How to complete this task: Check each line below for the word "FallbackOutcome", and copy those that have it.

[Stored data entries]
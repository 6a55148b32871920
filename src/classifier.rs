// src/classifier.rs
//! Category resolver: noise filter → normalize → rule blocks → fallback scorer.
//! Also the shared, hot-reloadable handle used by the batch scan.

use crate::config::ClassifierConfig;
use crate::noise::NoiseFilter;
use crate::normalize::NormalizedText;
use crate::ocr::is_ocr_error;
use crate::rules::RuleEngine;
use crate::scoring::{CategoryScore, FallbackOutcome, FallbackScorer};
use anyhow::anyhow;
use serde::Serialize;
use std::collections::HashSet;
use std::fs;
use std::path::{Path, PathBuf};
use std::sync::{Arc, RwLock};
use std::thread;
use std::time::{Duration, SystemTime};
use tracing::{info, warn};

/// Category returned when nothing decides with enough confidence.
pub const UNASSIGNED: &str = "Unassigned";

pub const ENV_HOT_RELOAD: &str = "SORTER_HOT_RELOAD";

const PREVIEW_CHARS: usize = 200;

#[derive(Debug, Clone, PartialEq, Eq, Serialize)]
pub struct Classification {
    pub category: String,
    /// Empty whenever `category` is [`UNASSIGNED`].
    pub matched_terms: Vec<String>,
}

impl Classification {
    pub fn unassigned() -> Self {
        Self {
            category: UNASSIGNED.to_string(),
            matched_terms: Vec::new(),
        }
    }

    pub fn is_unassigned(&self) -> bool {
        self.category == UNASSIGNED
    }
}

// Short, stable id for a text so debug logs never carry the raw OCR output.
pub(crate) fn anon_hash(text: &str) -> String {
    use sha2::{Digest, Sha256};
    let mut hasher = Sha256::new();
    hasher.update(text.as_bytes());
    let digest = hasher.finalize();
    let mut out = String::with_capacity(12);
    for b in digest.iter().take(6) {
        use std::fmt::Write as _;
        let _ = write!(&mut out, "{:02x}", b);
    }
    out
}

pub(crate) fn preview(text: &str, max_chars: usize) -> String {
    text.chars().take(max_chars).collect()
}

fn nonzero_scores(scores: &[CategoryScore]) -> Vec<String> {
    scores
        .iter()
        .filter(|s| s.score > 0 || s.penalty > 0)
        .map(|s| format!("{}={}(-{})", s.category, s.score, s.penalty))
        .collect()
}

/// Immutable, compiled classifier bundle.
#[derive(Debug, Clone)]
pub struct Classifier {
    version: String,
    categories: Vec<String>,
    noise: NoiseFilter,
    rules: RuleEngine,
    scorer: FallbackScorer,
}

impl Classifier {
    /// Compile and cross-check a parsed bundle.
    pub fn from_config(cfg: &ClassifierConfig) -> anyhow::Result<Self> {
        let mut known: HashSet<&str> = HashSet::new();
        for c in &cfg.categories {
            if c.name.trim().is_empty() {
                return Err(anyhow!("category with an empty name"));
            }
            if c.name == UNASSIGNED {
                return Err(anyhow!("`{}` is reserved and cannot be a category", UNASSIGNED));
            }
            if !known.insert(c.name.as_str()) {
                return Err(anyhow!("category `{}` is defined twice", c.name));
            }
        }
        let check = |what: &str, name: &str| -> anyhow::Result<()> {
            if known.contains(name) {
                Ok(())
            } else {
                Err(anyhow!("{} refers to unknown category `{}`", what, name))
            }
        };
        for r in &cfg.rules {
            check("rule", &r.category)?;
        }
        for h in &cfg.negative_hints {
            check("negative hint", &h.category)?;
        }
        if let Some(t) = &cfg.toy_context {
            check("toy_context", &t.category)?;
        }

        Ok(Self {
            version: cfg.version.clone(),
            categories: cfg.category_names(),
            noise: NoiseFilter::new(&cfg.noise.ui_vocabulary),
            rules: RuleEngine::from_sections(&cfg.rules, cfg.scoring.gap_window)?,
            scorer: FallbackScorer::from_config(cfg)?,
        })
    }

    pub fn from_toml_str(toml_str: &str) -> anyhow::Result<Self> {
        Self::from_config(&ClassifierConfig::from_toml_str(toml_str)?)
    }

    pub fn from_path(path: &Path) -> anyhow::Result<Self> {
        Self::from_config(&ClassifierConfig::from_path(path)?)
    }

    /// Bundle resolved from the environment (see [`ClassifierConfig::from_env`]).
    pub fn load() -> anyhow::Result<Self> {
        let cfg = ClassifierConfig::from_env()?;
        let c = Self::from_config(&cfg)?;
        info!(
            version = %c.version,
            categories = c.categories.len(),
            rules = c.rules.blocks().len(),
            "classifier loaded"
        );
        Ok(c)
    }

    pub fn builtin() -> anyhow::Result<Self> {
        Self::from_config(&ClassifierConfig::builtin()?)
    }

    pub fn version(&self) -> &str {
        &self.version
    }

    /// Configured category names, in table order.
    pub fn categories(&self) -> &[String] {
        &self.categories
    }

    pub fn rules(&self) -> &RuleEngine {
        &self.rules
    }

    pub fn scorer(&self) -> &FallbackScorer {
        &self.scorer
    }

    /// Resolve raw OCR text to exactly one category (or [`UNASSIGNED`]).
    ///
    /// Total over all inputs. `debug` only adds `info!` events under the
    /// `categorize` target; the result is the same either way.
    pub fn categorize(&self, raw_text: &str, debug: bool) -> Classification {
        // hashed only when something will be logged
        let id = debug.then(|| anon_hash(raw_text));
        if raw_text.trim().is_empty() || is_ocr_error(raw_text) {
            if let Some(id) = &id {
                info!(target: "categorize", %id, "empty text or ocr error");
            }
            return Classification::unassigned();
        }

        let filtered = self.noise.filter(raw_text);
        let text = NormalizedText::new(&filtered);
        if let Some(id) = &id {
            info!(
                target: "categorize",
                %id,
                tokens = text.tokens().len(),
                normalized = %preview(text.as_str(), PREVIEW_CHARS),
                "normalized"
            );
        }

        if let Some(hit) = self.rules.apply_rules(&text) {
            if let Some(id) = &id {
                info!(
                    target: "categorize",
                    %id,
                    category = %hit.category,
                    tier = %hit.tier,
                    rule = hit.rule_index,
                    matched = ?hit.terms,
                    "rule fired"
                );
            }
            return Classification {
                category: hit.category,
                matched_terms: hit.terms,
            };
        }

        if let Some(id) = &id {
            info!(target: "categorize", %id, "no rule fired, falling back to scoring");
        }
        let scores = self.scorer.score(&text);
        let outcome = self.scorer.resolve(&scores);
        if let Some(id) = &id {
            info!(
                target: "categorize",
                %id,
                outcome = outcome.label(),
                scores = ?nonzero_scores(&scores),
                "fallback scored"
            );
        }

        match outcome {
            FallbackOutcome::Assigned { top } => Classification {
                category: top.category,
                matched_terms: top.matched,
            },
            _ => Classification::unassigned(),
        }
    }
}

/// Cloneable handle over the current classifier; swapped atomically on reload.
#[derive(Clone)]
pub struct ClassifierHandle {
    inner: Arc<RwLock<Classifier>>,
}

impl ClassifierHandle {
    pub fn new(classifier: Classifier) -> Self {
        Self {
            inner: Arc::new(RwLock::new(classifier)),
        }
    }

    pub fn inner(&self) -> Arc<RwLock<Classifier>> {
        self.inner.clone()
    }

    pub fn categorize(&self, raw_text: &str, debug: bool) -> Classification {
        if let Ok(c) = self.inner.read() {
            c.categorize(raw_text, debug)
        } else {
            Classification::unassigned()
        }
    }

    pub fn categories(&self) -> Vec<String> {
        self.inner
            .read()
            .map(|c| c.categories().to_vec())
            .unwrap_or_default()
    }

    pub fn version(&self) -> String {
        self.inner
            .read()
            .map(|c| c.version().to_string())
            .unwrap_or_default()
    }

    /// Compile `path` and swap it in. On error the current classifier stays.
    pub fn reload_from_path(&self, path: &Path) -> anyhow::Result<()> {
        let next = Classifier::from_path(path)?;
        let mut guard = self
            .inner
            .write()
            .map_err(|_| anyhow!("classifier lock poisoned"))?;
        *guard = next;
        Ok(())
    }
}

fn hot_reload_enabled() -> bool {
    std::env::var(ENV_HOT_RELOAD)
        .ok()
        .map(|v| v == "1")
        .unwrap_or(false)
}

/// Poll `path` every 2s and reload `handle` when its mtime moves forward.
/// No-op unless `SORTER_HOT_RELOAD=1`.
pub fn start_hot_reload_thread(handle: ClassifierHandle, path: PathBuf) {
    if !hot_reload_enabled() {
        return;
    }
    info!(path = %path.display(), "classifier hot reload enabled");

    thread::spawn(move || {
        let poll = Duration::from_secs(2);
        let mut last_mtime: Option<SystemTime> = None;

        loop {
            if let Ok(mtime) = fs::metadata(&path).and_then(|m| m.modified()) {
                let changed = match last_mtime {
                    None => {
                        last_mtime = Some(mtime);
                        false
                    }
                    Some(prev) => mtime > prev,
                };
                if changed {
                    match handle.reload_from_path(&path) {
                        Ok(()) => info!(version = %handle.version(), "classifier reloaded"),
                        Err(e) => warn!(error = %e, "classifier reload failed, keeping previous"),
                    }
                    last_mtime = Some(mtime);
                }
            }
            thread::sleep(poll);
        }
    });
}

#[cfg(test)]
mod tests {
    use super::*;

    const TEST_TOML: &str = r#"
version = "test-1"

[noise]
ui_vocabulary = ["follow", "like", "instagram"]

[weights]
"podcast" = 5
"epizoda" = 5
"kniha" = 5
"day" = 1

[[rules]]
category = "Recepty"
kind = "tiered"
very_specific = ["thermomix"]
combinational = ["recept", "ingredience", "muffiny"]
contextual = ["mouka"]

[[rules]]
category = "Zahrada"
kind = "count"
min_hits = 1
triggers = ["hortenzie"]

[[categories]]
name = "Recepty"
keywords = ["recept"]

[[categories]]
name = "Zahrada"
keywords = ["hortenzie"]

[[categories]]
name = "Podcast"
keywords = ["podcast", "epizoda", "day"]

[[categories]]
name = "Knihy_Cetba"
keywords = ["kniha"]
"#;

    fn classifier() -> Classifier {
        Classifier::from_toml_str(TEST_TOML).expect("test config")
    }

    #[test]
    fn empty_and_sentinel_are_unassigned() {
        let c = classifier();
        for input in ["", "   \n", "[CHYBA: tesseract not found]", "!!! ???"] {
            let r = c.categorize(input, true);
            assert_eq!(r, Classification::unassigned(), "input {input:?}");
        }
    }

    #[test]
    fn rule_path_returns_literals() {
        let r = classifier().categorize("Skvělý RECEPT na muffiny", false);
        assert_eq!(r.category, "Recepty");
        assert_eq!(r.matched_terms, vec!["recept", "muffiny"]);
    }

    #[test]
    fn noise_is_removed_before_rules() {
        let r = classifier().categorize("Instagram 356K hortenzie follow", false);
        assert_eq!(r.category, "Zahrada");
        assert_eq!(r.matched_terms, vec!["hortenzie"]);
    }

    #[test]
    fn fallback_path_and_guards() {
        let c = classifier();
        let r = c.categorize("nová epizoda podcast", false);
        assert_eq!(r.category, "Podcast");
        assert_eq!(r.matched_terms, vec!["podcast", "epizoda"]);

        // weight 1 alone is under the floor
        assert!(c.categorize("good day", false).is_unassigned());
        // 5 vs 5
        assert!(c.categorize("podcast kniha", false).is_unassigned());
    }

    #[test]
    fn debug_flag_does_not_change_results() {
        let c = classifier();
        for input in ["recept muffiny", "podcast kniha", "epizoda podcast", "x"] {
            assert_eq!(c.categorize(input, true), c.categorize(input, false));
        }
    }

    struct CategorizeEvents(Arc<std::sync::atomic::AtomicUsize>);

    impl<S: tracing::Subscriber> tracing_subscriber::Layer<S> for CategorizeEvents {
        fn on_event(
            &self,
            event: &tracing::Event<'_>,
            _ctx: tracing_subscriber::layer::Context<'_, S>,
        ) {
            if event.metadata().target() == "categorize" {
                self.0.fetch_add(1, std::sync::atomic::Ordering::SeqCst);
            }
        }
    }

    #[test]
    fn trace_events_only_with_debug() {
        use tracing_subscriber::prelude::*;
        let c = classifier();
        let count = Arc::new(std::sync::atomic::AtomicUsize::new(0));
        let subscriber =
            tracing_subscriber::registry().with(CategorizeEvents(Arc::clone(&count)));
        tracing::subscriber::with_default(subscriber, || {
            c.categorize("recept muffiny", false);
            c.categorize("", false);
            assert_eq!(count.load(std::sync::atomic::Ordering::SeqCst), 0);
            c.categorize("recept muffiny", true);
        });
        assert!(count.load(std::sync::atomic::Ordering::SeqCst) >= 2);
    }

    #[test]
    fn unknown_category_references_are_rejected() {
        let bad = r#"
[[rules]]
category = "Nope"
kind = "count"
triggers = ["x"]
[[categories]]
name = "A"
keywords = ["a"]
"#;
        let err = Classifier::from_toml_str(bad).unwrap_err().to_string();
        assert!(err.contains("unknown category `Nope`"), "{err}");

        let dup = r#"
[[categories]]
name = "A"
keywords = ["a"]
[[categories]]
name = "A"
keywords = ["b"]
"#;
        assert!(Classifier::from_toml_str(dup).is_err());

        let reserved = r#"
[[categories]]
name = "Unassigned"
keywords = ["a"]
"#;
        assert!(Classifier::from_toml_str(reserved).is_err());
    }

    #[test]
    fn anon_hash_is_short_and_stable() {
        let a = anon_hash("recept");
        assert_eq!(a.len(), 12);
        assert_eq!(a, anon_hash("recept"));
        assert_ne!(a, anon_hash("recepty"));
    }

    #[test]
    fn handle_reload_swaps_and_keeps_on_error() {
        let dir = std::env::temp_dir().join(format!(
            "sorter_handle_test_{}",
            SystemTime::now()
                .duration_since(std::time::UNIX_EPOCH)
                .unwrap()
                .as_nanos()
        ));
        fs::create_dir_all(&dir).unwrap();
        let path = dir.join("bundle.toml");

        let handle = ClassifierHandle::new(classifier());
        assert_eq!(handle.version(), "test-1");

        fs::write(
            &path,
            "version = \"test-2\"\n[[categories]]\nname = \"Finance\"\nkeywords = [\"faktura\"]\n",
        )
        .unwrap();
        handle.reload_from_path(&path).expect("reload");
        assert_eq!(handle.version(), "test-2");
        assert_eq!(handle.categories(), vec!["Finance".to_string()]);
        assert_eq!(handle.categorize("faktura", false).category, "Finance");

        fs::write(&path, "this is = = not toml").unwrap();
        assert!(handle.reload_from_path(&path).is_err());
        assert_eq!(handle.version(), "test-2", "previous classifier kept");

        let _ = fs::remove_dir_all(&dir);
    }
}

Exercise solution:
use crate::scoring::{CategoryScore, FallbackOutcome, FallbackScorer};
            FallbackOutcome::Assigned { top } => Classification {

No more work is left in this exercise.